Passengers wait to board trains on the Namma Metro Yellow Line in Bengaluru.
| Photo Credit: The Hindu

The inauguration of Namma Metro’s Yellow Line in August 2025 was expected to be a moment of celebration for Bengaluru. Instead, an incomplete line operating at one-fifth of its planned capacity has delivered overcrowded trains, packed stations, and a suboptimal commuter experience.

By 2023, Bengaluru had a finished metro line, but no trains to run on them. The delay in procuring trains is linked with geopolitics. In 2019, the Bangalore Metro Rail Corporation Limited (BMRCL) invited bids for the train sets that would be used on Phase-2 of Bengaluru’s metro system. Eventually, Chinese state-owned rail manufacturer, CRRC, secured a ₹1,578-crore contract for 36 train sets of six coaches each. The cost per coach for this contract (₹7.3 crore) was significantly cheaper than other competitors. The bidding process was done under the L1 system, by which the lowest cost bidder always wins as long as they meet certain basic, baseline criteria.

The contract mandated that 75% of the production take place in India. As a result, CRRC decided to build a new plant at Sri City in Andhra Pradesh. It agreed to supply the first set of 12 coaches from China within 87 weeks, then ramp up to deliver the remaining 204 coaches from India.
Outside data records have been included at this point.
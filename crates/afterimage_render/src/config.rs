//! Compositor and effect layer settings
//!
//! Every field has a default; JSON documents only need to name what they
//! change. The numeric defaults are tuning values for typical displays, not
//! invariants.

use serde::{Deserialize, Serialize};

use crate::error::Result;
use crate::resource::{AlphaMode, Color, TextureFormat};

/// Compositor-wide settings
#[derive(Clone, Debug, PartialEq, Serialize, Deserialize)]
#[serde(default)]
pub struct CompositorConfig {
    /// Return consumed intermediate targets to the pool as soon as the next
    /// pass has read them. When false they persist until the frame ends.
    pub discard_intermediates: bool,
    /// Format of pooled intermediate targets
    pub target_format: TextureFormat,
    /// Destroy pooled targets idle for this many frames (0 disables)
    pub trim_idle_frames: u32,
    /// Rebuild automatically when the context generation changes
    pub auto_rebuild: bool,
}

impl Default for CompositorConfig {
    fn default() -> Self {
        Self {
            discard_intermediates: true,
            target_format: TextureFormat::Rgba8Unorm,
            trim_idle_frames: 120,
            auto_rebuild: true,
        }
    }
}

impl CompositorConfig {
    /// Parse from JSON
    pub fn from_json_str(json: &str) -> Result<Self> {
        Ok(serde_json::from_str(json)?)
    }
}

/// Glow layer settings
#[derive(Clone, Debug, PartialEq, Serialize, Deserialize)]
#[serde(default)]
pub struct GlowLayerConfig {
    /// Blur kernel size, in scene texels
    pub blur_kernel_size: f32,
    /// Main (extraction) texture size relative to the camera viewport
    pub main_texture_ratio: f32,
    /// Fixed main texture size, overrides the ratio
    pub main_texture_fixed_size: Option<u32>,
    /// Merge factor
    pub intensity: f32,
    /// Clamp the merged glow to [0, 1]
    pub ldr_merge: bool,
    /// Only meshes in this rendering group contribute
    pub rendering_group: Option<u8>,
    /// Clear color of the main texture
    pub neutral_color: Color,
    pub alpha_mode: AlphaMode,
    pub texture_format: TextureFormat,
}

impl Default for GlowLayerConfig {
    fn default() -> Self {
        Self {
            blur_kernel_size: 32.0,
            main_texture_ratio: 0.5,
            main_texture_fixed_size: None,
            intensity: 1.0,
            ldr_merge: false,
            rendering_group: None,
            neutral_color: Color::TRANSPARENT,
            alpha_mode: AlphaMode::Add,
            texture_format: TextureFormat::Rgba16Float,
        }
    }
}

impl GlowLayerConfig {
    pub fn from_json_str(json: &str) -> Result<Self> {
        Ok(serde_json::from_str(json)?)
    }
}

/// Highlight layer settings
#[derive(Clone, Debug, PartialEq, Serialize, Deserialize)]
#[serde(default)]
pub struct HighlightLayerConfig {
    /// Horizontal blur scale
    pub blur_horizontal_size: f32,
    /// Vertical blur scale
    pub blur_vertical_size: f32,
    /// Blur texture size relative to the camera viewport
    pub blur_texture_size_ratio: f32,
    /// Main (silhouette) texture size relative to the camera viewport
    pub main_texture_ratio: f32,
    /// Glow inside highlighted meshes
    pub inner_glow: bool,
    /// Glow around highlighted meshes
    pub outer_glow: bool,
    pub intensity: f32,
    pub rendering_group: Option<u8>,
    pub neutral_color: Color,
    pub alpha_mode: AlphaMode,
    pub texture_format: TextureFormat,
}

impl Default for HighlightLayerConfig {
    fn default() -> Self {
        Self {
            blur_horizontal_size: 1.0,
            blur_vertical_size: 1.0,
            blur_texture_size_ratio: 0.5,
            main_texture_ratio: 0.5,
            inner_glow: true,
            outer_glow: true,
            intensity: 1.0,
            rendering_group: None,
            neutral_color: Color::TRANSPARENT,
            alpha_mode: AlphaMode::Combine,
            texture_format: TextureFormat::Rgba8Unorm,
        }
    }
}

impl HighlightLayerConfig {
    pub fn from_json_str(json: &str) -> Result<Self> {
        Ok(serde_json::from_str(json)?)
    }
}

#[cfg(test)]
mod tests {
    use super::*;

    #[test]
    fn test_partial_json_uses_defaults() {
        let config = CompositorConfig::from_json_str(r#"{ "discard_intermediates": false }"#).unwrap();
        assert!(!config.discard_intermediates);
        assert_eq!(config.trim_idle_frames, CompositorConfig::default().trim_idle_frames);
    }

    #[test]
    fn test_glow_defaults() {
        let glow = GlowLayerConfig::from_json_str("{}").unwrap();
        assert_eq!(glow.blur_kernel_size, 32.0);
        assert_eq!(glow.main_texture_ratio, 0.5);
        assert_eq!(glow.intensity, 1.0);
        assert_eq!(glow.alpha_mode, AlphaMode::Add);
    }

    #[test]
    fn test_highlight_json() {
        let json = r#"{ "inner_glow": false, "blur_horizontal_size": 2.0, "alpha_mode": "combine" }"#;
        let highlight = HighlightLayerConfig::from_json_str(json).unwrap();
        assert!(!highlight.inner_glow);
        assert!(highlight.outer_glow);
        assert_eq!(highlight.blur_horizontal_size, 2.0);
    }

    #[test]
    fn test_invalid_json_is_config_error() {
        let err = CompositorConfig::from_json_str("{ not json").unwrap_err();
        assert!(matches!(err, crate::PostProcessError::Config(_)));
    }
}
The 2020 Galwan incident heightened tensions between China and India. It also slowed many large Chinese-related infrastructure ventures: any direct investments from Chinese firms needed Cabinet permission and approval from the Home and External Affairs Ministries. This meant that the FDI and component inflow that had to happen for CRRC to set up its Sri City factory was now in limbo. CRRC technical staff were denied visas.

The land transfer for the Sri City factory also faced barriers. Customs seized imported parts for inspection for long stretches; those parts had to be released eventually by a special clearance from the Union Cabinet. By mid-2021, BMRCL tried to cancel the contract with CRRC altogether. CRRC responded that between the policy shifts and COVID-19, it was exposed to force majeure events. The legal proceedings involved both the Delhi and Karnataka High Courts and were slow.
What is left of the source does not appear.